É certo que não podemos comparar 1994 a 2015 no que diz respeito à velocidade com que a informação viaja e é partilhada nas redes sociais e mesmo nos sites informativos. Mas a questão da comparação das duas tristes realidades dá que pensar. E quando ouço debates em torno deste tema acabo por concordar com as pessoas que defendem que a diferença de realidades (ou as diferentes crianças) acaba num julgamento diferente. Ou seja, o drama de Aylan Kurdi é o drama de todos enquanto o drama de Kong Nyong (é o nome do menino da imagem) não é de ninguém. Ou é de poucos.

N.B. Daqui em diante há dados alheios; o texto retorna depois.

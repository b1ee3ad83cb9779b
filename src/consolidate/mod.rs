//! Consolidation engine
//!
//! Periodic maintenance over the whole hierarchy. Nothing is ever deleted:
//!
//! 1. Staleness scan: categories holding many items not accessed within the
//!    window are queued for summarization. Item state never changes here.
//! 2. Per category, in path order:
//!    - oversized categories with changes since the last summary are split
//!      into model-suggested children, with items reassigned and the
//!      parent summary rewritten as a roll-up. Items left in the parent do
//!      not trigger another split until something in it changes
//!    - otherwise the summary is refreshed when items changed since the
//!      last summary, or when the category was queued
//!
//! Summaries are stamped with the time the items were read, so an item
//! added while the model call is in flight is picked up by the next run.
//!
//! A failure in one category is recorded and the scan moves on.
//! Cancellation is honoured between categories. Only one run may be in
//! flight; a concurrent trigger reports `AlreadyRunning`.

use crate::capability::{Contracts, DocumentMirror, Embeddings, IndexPayload, VectorIndex};
use crate::config::ConsolidationConfig;
use crate::error::{Error, Result};
use crate::memory::{Category, CategoryPath, FactStore, MemoryItem};
use chrono::{DateTime, Duration, Utc};
use serde::Serialize;
use std::collections::{HashMap, HashSet};
use std::sync::atomic::{AtomicBool, Ordering};
use std::sync::Arc;
use tokio_util::sync::CancellationToken;
use uuid::Uuid;

/// Stage of the per-category work that failed
#[derive(Debug, Clone, Copy, PartialEq, Eq, Serialize)]
#[serde(rename_all = "snake_case")]
pub enum ConsolidationStage {
    Summary,
    Split,
}

#[derive(Debug, Clone, Serialize)]
pub struct CategoryFailure {
    pub path: String,
    pub stage: ConsolidationStage,
    pub message: String,
}

/// One oversized category that was split
#[derive(Debug, Clone, Serialize)]
pub struct SplitRecord {
    pub parent: String,
    /// Child paths items were moved into
    pub children: Vec<String>,
    /// Child categories that did not exist before
    pub created: usize,
    pub moved_items: usize,
}

/// What a completed run did
#[derive(Debug, Clone, Default, Serialize)]
pub struct ConsolidationReport {
    /// Items not accessed within the staleness window
    pub stale_items: usize,
    /// Categories queued for summarization because of stale items
    pub stale_categories: Vec<String>,
    pub summaries_refreshed: usize,
    pub splits: Vec<SplitRecord>,
    pub failures: Vec<CategoryFailure>,
    /// The run stopped early on cancellation
    pub cancelled: bool,
}

impl ConsolidationReport {
    pub fn children_created(&self) -> usize {
        self.splits.iter().map(|s| s.created).sum()
    }
}

#[derive(Debug, Clone, Serialize)]
#[serde(tag = "status", content = "report", rename_all = "snake_case")]
pub enum ConsolidationOutcome {
    Completed(ConsolidationReport),
    AlreadyRunning,
}

/// Resets the run flag when the run ends, however it ends
struct RunGuard<'a>(&'a AtomicBool);

impl Drop for RunGuard<'_> {
    fn drop(&mut self) {
        self.0.store(false, Ordering::Release);
    }
}

pub struct ConsolidationEngine {
    store: Arc<FactStore>,
    index: Arc<dyn VectorIndex>,
    mirror: Arc<dyn DocumentMirror>,
    contracts: Arc<Contracts>,
    embeddings: Embeddings,
    config: ConsolidationConfig,
    running: AtomicBool,
}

E pensar nisto consegue ser tão triste como ter que olhar para as duas imagens.

A título de curiosidade, existem alguns dados relevantes que unem as duas imagens. O mais triste de todos é que nem Aylan nem Kong estão cá para contar a sua história. Depois, Nilufer Demir, que fotografou Aylan Kurdi não está a ser alvo de grande críticas pela imagem que captou. Não sei se irá (acredito que sim) vencer algum prémio com esta imagem. Por sua vez, Kevin Carter, que fotografou Kong Nyong, recebeu um importante prémio com a imagem. Mas foi severamente criticado por captar aquele momento. Segundo ouvi, e acredito que seja verdade, Kevin Carter afastou o abutre e salvou a criança depois da fotografia. Kong acabou por morrer em 2007 vítima de “febres”, revelou o seu pai. Já Kevin Carter também acabou por se matar com apenas 33 anos.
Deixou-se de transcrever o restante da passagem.